• Goal of the exercise
In the records below, find each line that holds "stdout" and return it.

═══ Data to examine

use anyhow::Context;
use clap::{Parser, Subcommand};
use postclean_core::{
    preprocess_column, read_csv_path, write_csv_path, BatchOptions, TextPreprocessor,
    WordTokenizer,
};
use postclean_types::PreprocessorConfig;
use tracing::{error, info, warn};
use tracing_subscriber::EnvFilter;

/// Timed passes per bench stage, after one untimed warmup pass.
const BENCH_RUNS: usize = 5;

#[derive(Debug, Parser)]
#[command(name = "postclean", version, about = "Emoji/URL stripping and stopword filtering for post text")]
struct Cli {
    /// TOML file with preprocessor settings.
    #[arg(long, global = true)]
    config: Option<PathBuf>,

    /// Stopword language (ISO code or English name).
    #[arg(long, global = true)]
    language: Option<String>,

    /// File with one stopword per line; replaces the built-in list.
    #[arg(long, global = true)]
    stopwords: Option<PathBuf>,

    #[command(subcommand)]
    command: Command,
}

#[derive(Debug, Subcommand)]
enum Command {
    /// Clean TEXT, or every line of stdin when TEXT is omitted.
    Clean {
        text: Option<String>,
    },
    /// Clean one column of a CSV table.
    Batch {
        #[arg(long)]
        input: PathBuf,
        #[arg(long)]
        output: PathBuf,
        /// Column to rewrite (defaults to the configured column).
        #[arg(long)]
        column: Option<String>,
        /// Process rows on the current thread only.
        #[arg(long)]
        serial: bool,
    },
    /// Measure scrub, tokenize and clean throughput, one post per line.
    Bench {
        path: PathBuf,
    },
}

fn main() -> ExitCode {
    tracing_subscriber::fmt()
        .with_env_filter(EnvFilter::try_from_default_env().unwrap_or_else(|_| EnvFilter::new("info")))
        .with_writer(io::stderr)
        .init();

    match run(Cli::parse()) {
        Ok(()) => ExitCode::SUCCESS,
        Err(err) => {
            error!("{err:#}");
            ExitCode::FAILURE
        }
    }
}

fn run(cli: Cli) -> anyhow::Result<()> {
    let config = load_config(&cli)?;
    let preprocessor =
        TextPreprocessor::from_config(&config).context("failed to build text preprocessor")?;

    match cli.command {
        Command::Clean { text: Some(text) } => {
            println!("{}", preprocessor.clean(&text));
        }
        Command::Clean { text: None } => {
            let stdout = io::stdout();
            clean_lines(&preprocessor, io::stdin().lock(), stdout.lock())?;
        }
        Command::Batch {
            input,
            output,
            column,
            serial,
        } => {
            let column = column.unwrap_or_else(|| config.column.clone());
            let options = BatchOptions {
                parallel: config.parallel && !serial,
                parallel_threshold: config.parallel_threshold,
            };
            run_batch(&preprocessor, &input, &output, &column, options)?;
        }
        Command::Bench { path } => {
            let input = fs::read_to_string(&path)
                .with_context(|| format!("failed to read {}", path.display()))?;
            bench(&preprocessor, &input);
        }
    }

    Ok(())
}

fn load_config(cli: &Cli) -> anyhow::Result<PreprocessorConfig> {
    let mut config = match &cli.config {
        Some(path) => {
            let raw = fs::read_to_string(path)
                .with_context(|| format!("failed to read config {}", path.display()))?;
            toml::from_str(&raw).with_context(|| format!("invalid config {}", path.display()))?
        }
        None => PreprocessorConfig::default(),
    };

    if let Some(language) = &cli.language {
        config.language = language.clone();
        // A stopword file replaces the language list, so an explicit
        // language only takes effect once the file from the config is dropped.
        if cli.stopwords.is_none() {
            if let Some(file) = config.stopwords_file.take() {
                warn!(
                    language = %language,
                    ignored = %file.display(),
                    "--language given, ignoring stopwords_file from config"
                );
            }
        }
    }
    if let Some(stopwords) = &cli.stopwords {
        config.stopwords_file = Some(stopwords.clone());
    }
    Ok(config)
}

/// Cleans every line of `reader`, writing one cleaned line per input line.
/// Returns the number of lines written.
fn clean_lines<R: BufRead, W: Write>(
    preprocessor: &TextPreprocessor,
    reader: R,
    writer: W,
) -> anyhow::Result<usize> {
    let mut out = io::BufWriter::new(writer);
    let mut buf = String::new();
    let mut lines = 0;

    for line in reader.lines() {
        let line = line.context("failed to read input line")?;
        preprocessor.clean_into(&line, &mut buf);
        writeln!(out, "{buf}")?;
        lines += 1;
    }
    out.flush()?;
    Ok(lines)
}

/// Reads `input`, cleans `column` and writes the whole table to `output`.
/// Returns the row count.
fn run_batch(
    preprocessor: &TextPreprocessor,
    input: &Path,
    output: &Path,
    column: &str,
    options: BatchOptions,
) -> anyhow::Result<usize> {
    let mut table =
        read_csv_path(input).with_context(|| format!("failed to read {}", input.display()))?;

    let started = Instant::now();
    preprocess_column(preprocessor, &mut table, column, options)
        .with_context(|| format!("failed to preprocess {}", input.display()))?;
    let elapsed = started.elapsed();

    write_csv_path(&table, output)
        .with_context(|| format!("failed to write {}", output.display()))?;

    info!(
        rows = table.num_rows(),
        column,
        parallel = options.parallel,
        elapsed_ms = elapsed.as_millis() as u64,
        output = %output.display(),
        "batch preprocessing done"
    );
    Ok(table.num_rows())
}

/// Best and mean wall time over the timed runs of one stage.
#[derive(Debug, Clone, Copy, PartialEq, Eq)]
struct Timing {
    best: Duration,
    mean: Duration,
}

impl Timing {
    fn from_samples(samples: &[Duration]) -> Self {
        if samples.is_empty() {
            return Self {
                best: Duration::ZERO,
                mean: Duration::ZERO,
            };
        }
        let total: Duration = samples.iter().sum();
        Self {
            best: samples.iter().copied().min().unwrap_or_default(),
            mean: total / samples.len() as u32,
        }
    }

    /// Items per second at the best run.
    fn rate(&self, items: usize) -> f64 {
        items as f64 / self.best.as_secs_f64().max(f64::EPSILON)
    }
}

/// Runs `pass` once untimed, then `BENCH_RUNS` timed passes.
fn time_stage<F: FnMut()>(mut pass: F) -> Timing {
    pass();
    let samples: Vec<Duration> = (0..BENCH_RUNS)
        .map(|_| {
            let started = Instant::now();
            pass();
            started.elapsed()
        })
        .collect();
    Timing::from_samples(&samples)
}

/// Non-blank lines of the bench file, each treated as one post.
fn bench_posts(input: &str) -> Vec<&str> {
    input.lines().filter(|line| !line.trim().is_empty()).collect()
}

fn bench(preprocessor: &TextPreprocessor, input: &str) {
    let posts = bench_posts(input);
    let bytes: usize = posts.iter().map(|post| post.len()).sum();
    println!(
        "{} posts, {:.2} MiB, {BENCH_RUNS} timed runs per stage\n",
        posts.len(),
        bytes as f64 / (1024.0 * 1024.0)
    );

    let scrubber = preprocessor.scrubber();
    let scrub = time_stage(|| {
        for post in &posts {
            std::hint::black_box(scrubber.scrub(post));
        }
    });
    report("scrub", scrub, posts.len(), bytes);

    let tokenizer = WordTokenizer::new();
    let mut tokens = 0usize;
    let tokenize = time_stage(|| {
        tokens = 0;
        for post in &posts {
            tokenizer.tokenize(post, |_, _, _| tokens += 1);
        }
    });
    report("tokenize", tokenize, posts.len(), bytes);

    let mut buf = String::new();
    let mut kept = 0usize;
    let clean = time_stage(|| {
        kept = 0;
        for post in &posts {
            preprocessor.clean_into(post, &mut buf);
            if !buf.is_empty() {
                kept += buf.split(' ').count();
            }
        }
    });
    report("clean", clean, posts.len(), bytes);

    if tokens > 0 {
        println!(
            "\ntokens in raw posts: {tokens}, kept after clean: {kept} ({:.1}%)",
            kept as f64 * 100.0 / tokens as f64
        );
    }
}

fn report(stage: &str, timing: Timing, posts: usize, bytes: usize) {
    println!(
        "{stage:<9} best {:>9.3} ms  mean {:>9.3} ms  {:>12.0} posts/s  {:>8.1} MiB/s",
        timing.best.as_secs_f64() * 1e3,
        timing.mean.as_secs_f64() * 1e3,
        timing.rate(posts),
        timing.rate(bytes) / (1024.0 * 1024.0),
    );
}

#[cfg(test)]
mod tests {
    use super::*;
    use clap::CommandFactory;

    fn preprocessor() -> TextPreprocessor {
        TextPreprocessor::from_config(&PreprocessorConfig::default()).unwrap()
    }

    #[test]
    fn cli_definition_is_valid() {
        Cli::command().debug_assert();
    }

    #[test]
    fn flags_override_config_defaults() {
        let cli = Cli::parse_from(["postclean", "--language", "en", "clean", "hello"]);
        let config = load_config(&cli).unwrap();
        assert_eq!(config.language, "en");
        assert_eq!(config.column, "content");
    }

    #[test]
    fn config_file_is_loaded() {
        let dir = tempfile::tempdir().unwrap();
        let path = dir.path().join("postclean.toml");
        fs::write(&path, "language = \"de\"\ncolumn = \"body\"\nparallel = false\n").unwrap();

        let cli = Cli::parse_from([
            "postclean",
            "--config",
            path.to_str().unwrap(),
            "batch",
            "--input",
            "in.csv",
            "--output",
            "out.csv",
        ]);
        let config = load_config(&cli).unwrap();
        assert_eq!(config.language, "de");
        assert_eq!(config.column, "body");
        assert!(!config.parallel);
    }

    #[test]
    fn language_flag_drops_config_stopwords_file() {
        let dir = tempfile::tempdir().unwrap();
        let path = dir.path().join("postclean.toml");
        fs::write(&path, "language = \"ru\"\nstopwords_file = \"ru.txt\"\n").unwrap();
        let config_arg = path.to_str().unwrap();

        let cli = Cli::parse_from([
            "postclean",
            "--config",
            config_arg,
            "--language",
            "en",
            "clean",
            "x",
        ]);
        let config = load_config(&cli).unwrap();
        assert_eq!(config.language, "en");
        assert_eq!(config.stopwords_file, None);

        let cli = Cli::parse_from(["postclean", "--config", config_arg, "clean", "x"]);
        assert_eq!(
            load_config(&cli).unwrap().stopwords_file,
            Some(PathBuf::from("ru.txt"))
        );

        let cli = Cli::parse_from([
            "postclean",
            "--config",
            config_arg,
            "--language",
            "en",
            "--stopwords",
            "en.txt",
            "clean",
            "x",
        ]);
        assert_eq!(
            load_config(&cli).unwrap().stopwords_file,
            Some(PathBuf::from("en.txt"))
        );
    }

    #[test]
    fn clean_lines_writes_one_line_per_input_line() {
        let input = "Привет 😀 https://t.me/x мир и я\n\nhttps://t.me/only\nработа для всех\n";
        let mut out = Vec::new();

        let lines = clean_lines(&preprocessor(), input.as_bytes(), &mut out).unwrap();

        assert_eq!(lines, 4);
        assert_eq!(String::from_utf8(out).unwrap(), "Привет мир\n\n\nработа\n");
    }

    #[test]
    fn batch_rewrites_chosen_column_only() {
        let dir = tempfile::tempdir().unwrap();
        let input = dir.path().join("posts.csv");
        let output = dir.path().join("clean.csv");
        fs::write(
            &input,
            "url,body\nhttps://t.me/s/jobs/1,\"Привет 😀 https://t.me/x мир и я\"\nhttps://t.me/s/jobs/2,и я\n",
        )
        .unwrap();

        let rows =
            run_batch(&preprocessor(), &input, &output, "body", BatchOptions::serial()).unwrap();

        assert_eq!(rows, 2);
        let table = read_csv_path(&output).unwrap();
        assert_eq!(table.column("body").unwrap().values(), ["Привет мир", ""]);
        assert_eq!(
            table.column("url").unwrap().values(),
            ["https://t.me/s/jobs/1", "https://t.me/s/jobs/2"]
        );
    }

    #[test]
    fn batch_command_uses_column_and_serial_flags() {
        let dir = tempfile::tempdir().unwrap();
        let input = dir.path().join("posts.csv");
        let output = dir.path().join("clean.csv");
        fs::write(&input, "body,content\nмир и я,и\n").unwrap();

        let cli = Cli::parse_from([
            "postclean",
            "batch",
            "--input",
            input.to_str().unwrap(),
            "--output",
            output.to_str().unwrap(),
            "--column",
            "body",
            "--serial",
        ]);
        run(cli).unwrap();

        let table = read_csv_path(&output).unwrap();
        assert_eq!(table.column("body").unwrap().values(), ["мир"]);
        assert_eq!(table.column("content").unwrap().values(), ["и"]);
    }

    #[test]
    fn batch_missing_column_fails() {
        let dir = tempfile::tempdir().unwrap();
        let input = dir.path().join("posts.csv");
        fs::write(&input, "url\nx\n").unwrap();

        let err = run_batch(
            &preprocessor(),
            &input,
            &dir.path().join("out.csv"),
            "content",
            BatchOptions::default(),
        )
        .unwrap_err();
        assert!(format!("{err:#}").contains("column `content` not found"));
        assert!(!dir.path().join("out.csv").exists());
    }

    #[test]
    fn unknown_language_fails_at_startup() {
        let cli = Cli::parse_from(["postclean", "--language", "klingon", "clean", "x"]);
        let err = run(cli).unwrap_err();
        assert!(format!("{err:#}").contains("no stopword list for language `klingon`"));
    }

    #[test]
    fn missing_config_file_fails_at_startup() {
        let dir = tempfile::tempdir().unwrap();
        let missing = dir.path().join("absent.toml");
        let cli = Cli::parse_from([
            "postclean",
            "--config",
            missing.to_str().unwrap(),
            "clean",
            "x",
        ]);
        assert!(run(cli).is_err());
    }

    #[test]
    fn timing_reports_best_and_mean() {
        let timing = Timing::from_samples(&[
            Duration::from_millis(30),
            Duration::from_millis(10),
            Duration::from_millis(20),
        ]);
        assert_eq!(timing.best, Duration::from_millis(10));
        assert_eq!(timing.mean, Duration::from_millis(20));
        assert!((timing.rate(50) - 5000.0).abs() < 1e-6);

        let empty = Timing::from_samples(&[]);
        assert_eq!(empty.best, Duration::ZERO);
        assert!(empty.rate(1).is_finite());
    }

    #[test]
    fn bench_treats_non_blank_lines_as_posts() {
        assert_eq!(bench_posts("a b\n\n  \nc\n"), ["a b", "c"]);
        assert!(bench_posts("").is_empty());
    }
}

══════

• Reply to the exercise
            let stdout = io::stdout();
            clean_lines(&preprocessor, io::stdin().lock(), stdout.lock())?;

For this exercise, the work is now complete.